Da soll der Info-Truck helfen. An verschiedenen Stationen konnten sich die Schüler in dem fast 20 Meter langen und 32 Tonnen schweren Sattelschlepper informieren.

Kira, Jule und Hannah probierten gern aus – zum Beispiel die Fräsmaschine im Kleinformat. Rainer Zellmer, der die Schüler durch den Truck führte, motivierte sie dabei. „Und? Braucht man dazu Kraft? Ist doch nicht nur was für Männer oder?“ Die Mädchen schüttelten den Kopf. „Eigentlich ganz leicht.
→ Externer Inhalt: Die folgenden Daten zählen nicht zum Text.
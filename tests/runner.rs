//! End-to-end runner behavior: nesting, hook frames, failure accounting,
//! and report text, driven through explicit contexts with captured sinks.

use std::cell::RefCell;
use std::io::Write;
use std::rc::Rc;

use attest::{expect, Context};
use pretty_assertions::assert_eq;

/// A clonable in-memory sink so report text can be asserted on after the
/// context is done with it.
#[derive(Clone, Default)]
struct SharedBuf(Rc<RefCell<Vec<u8>>>);

impl Write for SharedBuf {
    fn write(&mut self, buf: &[u8]) -> std::io::Result<usize> {
        self.0.borrow_mut().extend_from_slice(buf);
        Ok(buf.len())
    }

    fn flush(&mut self) -> std::io::Result<()> {
        Ok(())
    }
}

impl SharedBuf {
    fn contents(&self) -> String {
        String::from_utf8_lossy(&self.0.borrow()).into_owned()
    }
}

fn harness() -> (Context, SharedBuf) {
    colored::control::set_override(false);
    let buf = SharedBuf::default();
    (Context::with_sink(Box::new(buf.clone())), buf)
}

type Trace = Rc<RefCell<Vec<&'static str>>>;

#[test]
fn group_summary_counts_one_passing_test() {
    let (mut ctx, buf) = harness();
    let x = Rc::new(RefCell::new(0));
    let setter = Rc::clone(&x);
    let reader = Rc::clone(&x);

    let clean = ctx.group("G", move |t| {
        t.before_each(move |_| {
            *setter.borrow_mut() = 1;
            Ok(())
        });
        let reader = Rc::clone(&reader);
        t.test("t1", move |_| expect(*reader.borrow()).to_equal(1));
    });

    assert!(clean);
    let out = buf.contents();
    assert!(
        out.contains("Ran 1 Test in Group \"G.\" Passed: 1, Failed: 0."),
        "report: {}",
        out
    );
}

#[test]
fn failed_tests_do_not_stop_siblings() {
    let (mut ctx, buf) = harness();
    let results = Rc::new(RefCell::new(Vec::new()));
    let sink = Rc::clone(&results);

    let clean = ctx.group("G", move |t| {
        sink.borrow_mut()
            .push(t.test("bad", |_| expect(1).to_equal(2)));
        sink.borrow_mut()
            .push(t.test("good", |_| expect(1).to_equal(1)));
    });

    assert!(!clean);
    assert_eq!(*results.borrow(), vec![false, true]);
    let out = buf.contents();
    assert!(
        out.contains("Ran 2 Tests in Group \"G.\" Passed: 1, Failed: 1."),
        "report: {}",
        out
    );
    assert!(out.contains("Expected 2 but got 1"), "report: {}", out);
    assert!(out.contains("in: G > bad"), "report: {}", out);
}

#[test]
fn hooks_run_outermost_frame_first_in_registration_order() {
    let (mut ctx, _buf) = harness();
    let trace: Trace = Rc::default();
    let t0 = Rc::clone(&trace);

    ctx.group("outer", move |t| {
        let (a, z, b, body) =
            (Rc::clone(&t0), Rc::clone(&t0), Rc::clone(&t0), Rc::clone(&t0));
        t.before_each(move |_| {
            a.borrow_mut().push("A");
            Ok(())
        });
        t.after_each(move |_| {
            z.borrow_mut().push("Z");
            Ok(())
        });
        t.group("inner", move |t| {
            t.before_each(move |_| {
                b.borrow_mut().push("B");
                Ok(())
            });
            t.test("t", move |_| {
                body.borrow_mut().push("body");
                Ok(())
            });
        });
    });

    assert_eq!(*trace.borrow(), vec!["A", "B", "body", "Z"]);
}

#[test]
fn sibling_groups_do_not_share_hooks() {
    let (mut ctx, _buf) = harness();
    let trace: Trace = Rc::default();
    let t0 = Rc::clone(&trace);

    ctx.group("G", move |t| {
        let (hook, t1, t2) = (Rc::clone(&t0), Rc::clone(&t0), Rc::clone(&t0));
        t.group("s1", move |t| {
            t.before_each(move |_| {
                hook.borrow_mut().push("s1-hook");
                Ok(())
            });
            t.test("t1", move |_| {
                t1.borrow_mut().push("t1");
                Ok(())
            });
        });
        t.group("s2", move |t| {
            t.test("t2", move |_| {
                t2.borrow_mut().push("t2");
                Ok(())
            });
        });
    });

    assert_eq!(*trace.borrow(), vec!["s1-hook", "t1", "t2"]);
}

#[test]
fn failing_test_passes_when_it_raises() {
    let (mut ctx, buf) = harness();
    let ok = ctx.failing_test("doomed", |_| expect(1).to_equal(2));
    assert!(ok);
    let out = buf.contents();
    assert!(out.contains("✗✓"), "report: {}", out);
    assert!(out.contains("Test \"doomed\" Passed."), "report: {}", out);
}

#[test]
fn failing_test_fails_when_it_completes() {
    let (mut ctx, buf) = harness();
    let ok = ctx.failing_test("too healthy", |_| Ok(()));
    assert!(!ok);
    let out = buf.contents();
    assert!(
        out.contains("Expected test to fail, but it passed."),
        "report: {}",
        out
    );
    assert!(
        out.contains("Test \"too healthy\" Failed."),
        "report: {}",
        out
    );
}

#[test]
fn a_failed_before_each_fails_the_test() {
    let (mut ctx, buf) = harness();
    let clean = ctx.group("G", |t| {
        t.before_each(|_| Err(attest::Failure("setup broke".to_string())));
        t.test("t", |_| Ok(()));
    });
    assert!(!clean);
    assert!(buf.contents().contains("setup broke"));
}

#[test]
fn logged_output_is_embedded_under_the_report_line() {
    let (mut ctx, buf) = harness();
    ctx.group("G", |t| {
        t.test("t", |t| {
            t.log("hello diag");
            Ok(())
        });
    });
    // Group at depth 0, test at depth 1, diagnostics one level deeper.
    assert!(buf.contents().contains("    hello diag"), "report: {}", buf.contents());
}

#[test]
fn context_resets_after_the_outermost_invocation() {
    let (mut ctx, buf) = harness();
    ctx.group("first", |t| {
        t.test("bad", |_| expect(1).to_equal(2));
    });
    assert_eq!(ctx.total(), 0);
    assert_eq!(ctx.failed(), 0);
    assert_eq!(ctx.path(), "");

    // A later run starts from a clean slate.
    let clean = ctx.group("second", |t| {
        t.test("good", |_| Ok(()));
    });
    assert!(clean);
    assert!(buf
        .contents()
        .contains("Ran 1 Test in Group \"second.\" Passed: 1, Failed: 0."));
}

#[test]
fn standalone_test_prints_its_own_summary() {
    let (mut ctx, buf) = harness();
    let ok = ctx.test("alone", |_| expect("ok").to_match("/^o/"));
    assert!(ok);
    assert!(buf.contents().contains("Test \"alone\" Passed."));
}

#[test]
#[should_panic(expected = "logic error")]
fn nesting_a_test_inside_a_test_is_a_usage_error() {
    let (mut ctx, _buf) = harness();
    ctx.test("outer", |t| {
        t.test("inner", |_| Ok(()));
        Ok(())
    });
}

#[test]
#[should_panic(expected = "logic error")]
fn registering_a_hook_inside_a_test_is_a_usage_error() {
    let (mut ctx, _buf) = harness();
    ctx.test("outer", |t| {
        t.before_each(|_| Ok(()));
        Ok(())
    });
}
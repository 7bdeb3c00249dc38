use std::fmt;
use std::io::Write;
use std::rc::Rc;

use crate::errors::Outcome;
use crate::report::Reporter;

/// A callback registered with `before_each`/`after_each`. Hooks receive the
/// shared context so they can read and mutate the same state tests see.
pub type Hook = Rc<dyn Fn(&mut Context) -> Outcome>;

/// Shared execution state for one top-level `test`/`group` invocation.
///
/// A single context exists at a time; the entry points in [`crate::runner`]
/// thread a process-wide instance through every group body, test body, and
/// hook. Each field here is restored on every exit path, normal return and
/// failure alike, so an interior failure cannot corrupt the nesting depth.
pub struct Context {
    /// Names of the groups/tests currently on the call stack, innermost
    /// last. Its length equals the current nesting depth.
    pub(crate) levels: Vec<String>,
    /// `before_each` hook frames, one frame per active group. The resting
    /// state holds a single empty frame for hooks registered at top level.
    pub(crate) before_frames: Vec<Vec<Hook>>,
    /// `after_each` hook frames, symmetric with `before_frames`.
    pub(crate) after_frames: Vec<Vec<Hook>>,
    /// True strictly while a single test's hooks and body execute.
    pub(crate) in_test: bool,
    /// True once the outermost group/test has begun. The invocation that set
    /// it prints the final summary and resets the context on its way out.
    pub(crate) initialized: bool,
    /// Tests started within the current top-level invocation's subtree.
    pub(crate) total: u32,
    /// Tests that unexpectedly failed within the current subtree.
    pub(crate) failed: u32,
    /// Buffer for the running test's own diagnostics; `Some` exactly while
    /// a test executes.
    pub(crate) capture: Option<String>,
    pub(crate) reporter: Reporter,
}

impl Context {
    /// A context reporting to stdout.
    pub fn new() -> Self {
        Self::with_sink(Box::new(std::io::stdout()))
    }

    /// A context reporting into an arbitrary sink. The crate's own tests use
    /// this with a byte buffer to assert on report text.
    pub fn with_sink(sink: Box<dyn Write>) -> Self {
        Context {
            levels: Vec::new(),
            before_frames: vec![Vec::new()],
            after_frames: vec![Vec::new()],
            in_test: false,
            initialized: false,
            total: 0,
            failed: 0,
            capture: None,
            reporter: Reporter::new(sink),
        }
    }

    /// Restore the empty state after the outermost invocation returns.
    pub(crate) fn reset(&mut self) {
        self.levels.clear();
        self.before_frames = vec![Vec::new()];
        self.after_frames = vec![Vec::new()];
        self.in_test = false;
        self.initialized = false;
        self.total = 0;
        self.failed = 0;
        self.capture = None;
    }

    /// Record a diagnostic line. While a test runs the line is buffered and
    /// later embedded, indented, under the test's report line; outside a
    /// test it goes straight to the report sink.
    pub fn log(&mut self, msg: impl fmt::Display) {
        match &mut self.capture {
            Some(buf) => {
                buf.push_str(&msg.to_string());
                buf.push('\n');
            }
            None => self.reporter.line(&msg.to_string()),
        }
    }

    /// Names of the active groups/tests, outermost first.
    pub fn path(&self) -> String {
        self.levels.join(" > ")
    }

    /// Tests started so far within the current top-level invocation.
    pub fn total(&self) -> u32 {
        self.total
    }

    /// Tests failed so far within the current top-level invocation.
    pub fn failed(&self) -> u32 {
        self.failed
    }
}

impl Default for Context {
    fn default() -> Self {
        Self::new()
    }
}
Man braucht keine Kraft und es macht auch Spaß“, meint Kira.

Denn: die Mädchen müssen nur im Computer die entsprechenden Koordinaten für ein Muster eingeben. Das Fräsen selbst übernimmt dann die Maschine. „Schön, dass die Schülerinnen sehen, dass all das keine rein körperlich anstrengenden Berufe sind und sie dem nicht gewachsen wären. Genau das wollen wir doch erreichen“, meint Zellmer.

Auch Natalie, Juliane und Aileen finden die Info-Stationen sehr interessant. „Einige Dinge kannte ich schon. Anderes war neu für mich“, meint Natalie. „Ich weiß noch nicht, ob ich mir wirklich vorstellen kann, später mal in solch einem Beruf zu arbeiten. Aber zumindest hilft mir das, einen Einblick zu bekommen.“

Und genau das ist auch wichtig, meint Lehrer Moritz Breiter. „Im Technik-Unterricht haben wir einige der Maschinen auch im Kleinformat. Aber so nähern sie sich auf anderem Wege den Berufen.“

Und wer weiß – vielleicht entscheidet sich der eine oder andere, bzw. die eine oder andere tatsächlich später für einen Beruf in der Metall- und Elektroindustrie.